### WHAT THIS TASK INVOLVES
Which lines in the listing below contain "validated"? Copy each of them.
•••••
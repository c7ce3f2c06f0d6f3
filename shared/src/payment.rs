//! Payment method selection
//!
//! Cashier UIs send a combined string such as `"Virtual Account (BCA)"`.
//! It is parsed once at the API boundary into a [`PaymentSelection`] and
//! checked against the active methods in settings.

use serde::{Deserialize, Serialize};
use thiserror::Error;

use crate::models::PaymentMethodConfig;
use crate::types::same_name;

/// Kind of payment, deciding how the gateway is called
#[derive(Debug, Clone, Copy, PartialEq, Eq, Serialize, Deserialize)]
#[serde(rename_all = "snake_case")]
pub enum PaymentKind {
    /// Cash at the counter, settled immediately
    Tunai,
    /// Bank virtual account; channel is the bank code
    VirtualAccount,
    Qris,
    EWallet,
    /// Any other configured method, paid through the hosted payment page
    Lainnya,
}

impl PaymentKind {
    pub fn from_method_name(name: &str) -> Self {
        let normalized: String = name
            .chars()
            .filter(|c| c.is_alphanumeric())
            .collect::<String>()
            .to_lowercase();
        match normalized.as_str() {
            "tunai" | "cash" | "kas" => PaymentKind::Tunai,
            "virtualaccount" | "va" | "banktransfer" | "transferbank" => {
                PaymentKind::VirtualAccount
            }
            "qris" => PaymentKind::Qris,
            "ewallet" | "dompetdigital" => PaymentKind::EWallet,
            _ => PaymentKind::Lainnya,
        }
    }

    pub fn is_cash(&self) -> bool {
        matches!(self, PaymentKind::Tunai)
    }
}

#[derive(Debug, Error, PartialEq, Eq)]
pub enum PaymentError {
    #[error("payment method is empty")]
    Empty,

    #[error("malformed payment method: {0}")]
    Malformed(String),

    #[error("payment method '{0}' is not active")]
    MethodNotActive(String),

    #[error("channel '{channel}' is not available for {method}")]
    ChannelNotAvailable { method: String, channel: String },

    #[error("{0} requires a channel")]
    ChannelRequired(String),
}

/// A parsed payment method with its optional channel
#[derive(Debug, Clone, PartialEq, Eq, Serialize, Deserialize)]
pub struct PaymentSelection {
    pub kind: PaymentKind,
    pub method: String,
    pub channel: Option<String>,
}

impl PaymentSelection {
    /// Parse `"Method"` or `"Method (Channel)"`
    pub fn parse(raw: &str) -> Result<Self, PaymentError> {
        let raw = raw.trim();
        if raw.is_empty() {
            return Err(PaymentError::Empty);
        }

        let (method, channel) = match raw.find('(') {
            Some(open) => {
                let rest = &raw[open + 1..];
                let close = rest
                    .rfind(')')
                    .ok_or_else(|| PaymentError::Malformed(raw.to_string()))?;
                if !rest[close + 1..].trim().is_empty() {
                    return Err(PaymentError::Malformed(raw.to_string()));
                }
                let channel = rest[..close].trim();
                let channel = (!channel.is_empty()).then(|| channel.to_string());
                (raw[..open].trim(), channel)
            }
            None => (raw, None),
        };

        if method.is_empty() {
            return Err(PaymentError::Malformed(raw.to_string()));
        }

        Ok(Self {
            kind: PaymentKind::from_method_name(method),
            method: method.to_string(),
            channel,
        })
    }

    /// Check the selection against the configured payment methods. Returns
    /// the canonical configured names.
    pub fn validate_against(&self, methods: &[PaymentMethodConfig]) -> Result<Self, PaymentError> {
        let config = methods
            .iter()
            .find(|m| m.aktif && same_name(&m.nama, &self.method))
            .ok_or_else(|| PaymentError::MethodNotActive(self.method.clone()))?;

        let channel = match &self.channel {
            Some(channel) => {
                let found = config
                    .channels
                    .iter()
                    .find(|c| c.aktif && same_name(&c.nama, channel))
                    .ok_or_else(|| PaymentError::ChannelNotAvailable {
                        method: config.nama.clone(),
                        channel: channel.clone(),
                    })?;
                Some(found.nama.clone())
            }
            None if self.kind == PaymentKind::VirtualAccount => {
                return Err(PaymentError::ChannelRequired(config.nama.clone()));
            }
            None => None,
        };

        Ok(Self {
            kind: self.kind,
            method: config.nama.clone(),
            channel,
        })
    }

    pub fn is_cash(&self) -> bool {
        self.kind.is_cash()
    }
}

impl std::fmt::Display for PaymentSelection {
    fn fmt(&self, f: &mut std::fmt::Formatter<'_>) -> std::fmt::Result {
        match &self.channel {
            Some(channel) => write!(f, "{} ({})", self.method, channel),
            None => write!(f, "{}", self.method),
        }
    }
}

impl std::str::FromStr for PaymentSelection {
    type Err = PaymentError;

    fn from_str(s: &str) -> Result<Self, Self::Err> {
        Self::parse(s)
    }
}

#[cfg(test)]
mod tests {
    use super::*;
    use crate::models::PaymentChannelConfig;

    fn methods() -> Vec<PaymentMethodConfig> {
        vec![
            PaymentMethodConfig {
                nama: "Tunai".to_string(),
                aktif: true,
                logo: None,
                channels: vec![],
            },
            PaymentMethodConfig {
                nama: "Virtual Account".to_string(),
                aktif: true,
                logo: None,
                channels: vec![
                    PaymentChannelConfig {
                        nama: "BCA".to_string(),
                        aktif: true,
                        logo: None,
                    },
                    PaymentChannelConfig {
                        nama: "BNI".to_string(),
                        aktif: false,
                        logo: None,
                    },
                ],
            },
            PaymentMethodConfig {
                nama: "QRIS".to_string(),
                aktif: false,
                logo: None,
                channels: vec![],
            },
        ]
    }

    #[test]
    fn test_parse_plain_method() {
        let sel = PaymentSelection::parse("Tunai").unwrap();
        assert_eq!(sel.kind, PaymentKind::Tunai);
        assert_eq!(sel.method, "Tunai");
        assert_eq!(sel.channel, None);
    }

    #[test]
    fn test_parse_method_with_channel() {
        let sel = PaymentSelection::parse(" Virtual Account ( BCA ) ").unwrap();
        assert_eq!(sel.kind, PaymentKind::VirtualAccount);
        assert_eq!(sel.method, "Virtual Account");
        assert_eq!(sel.channel.as_deref(), Some("BCA"));
        assert_eq!(sel.to_string(), "Virtual Account (BCA)");
    }

    #[test]
    fn test_parse_malformed() {
        assert_eq!(PaymentSelection::parse("  "), Err(PaymentError::Empty));
        assert!(matches!(
            PaymentSelection::parse("Virtual Account (BCA"),
            Err(PaymentError::Malformed(_))
        ));
        assert!(matches!(
            PaymentSelection::parse("(BCA)"),
            Err(PaymentError::Malformed(_))
        ));
        assert!(matches!(
            PaymentSelection::parse("VA (BCA) extra"),
            Err(PaymentError::Malformed(_))
        ));
    }

    #[test]
    fn test_validate_active_method_and_channel() {
        let sel = PaymentSelection::parse("virtual account (bca)").unwrap();
        let validated = sel.validate_against(&methods()).unwrap();
        assert_eq!(validated.method, "Virtual Account");
        assert_eq!(validated.channel.as_deref(), Some("BCA"));
    }

    #[test]
    fn test_validate_rejects_inactive_method() {
        let sel = PaymentSelection::parse("QRIS").unwrap();
        assert_eq!(
            sel.validate_against(&methods()),
            Err(PaymentError::MethodNotActive("QRIS".to_string()))
        );
        let sel = PaymentSelection::parse("Kartu Kredit").unwrap();
        assert!(sel.validate_against(&methods()).is_err());
    }

    #[test]
    fn test_validate_rejects_unknown_or_inactive_channel() {
        for raw in ["Virtual Account (BNI)", "Virtual Account (Mandiri)"] {
            let sel = PaymentSelection::parse(raw).unwrap();
            assert!(matches!(
                sel.validate_against(&methods()),
                Err(PaymentError::ChannelNotAvailable { .. })
            ));
        }
    }

    #[test]
    fn test_virtual_account_requires_channel() {
        let sel = PaymentSelection::parse("Virtual Account").unwrap();
        assert_eq!(
            sel.validate_against(&methods()),
            Err(PaymentError::ChannelRequired("Virtual Account".to_string()))
        );
    }

    #[test]
    fn test_kind_from_method_name() {
        assert_eq!(PaymentKind::from_method_name("Cash"), PaymentKind::Tunai);
        assert_eq!(PaymentKind::from_method_name("Bank Transfer"), PaymentKind::VirtualAccount);
        assert_eq!(PaymentKind::from_method_name("E-Wallet"), PaymentKind::EWallet);
        assert_eq!(PaymentKind::from_method_name("Debit"), PaymentKind::Lainnya);
    }
}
•••••
### SOLUTION TO THIS EXERCISE
        let validated = sel.validate_against(&methods()).unwrap();
        assert_eq!(validated.method, "Virtual Account");
        assert_eq!(validated.channel.as_deref(), Some("BCA"));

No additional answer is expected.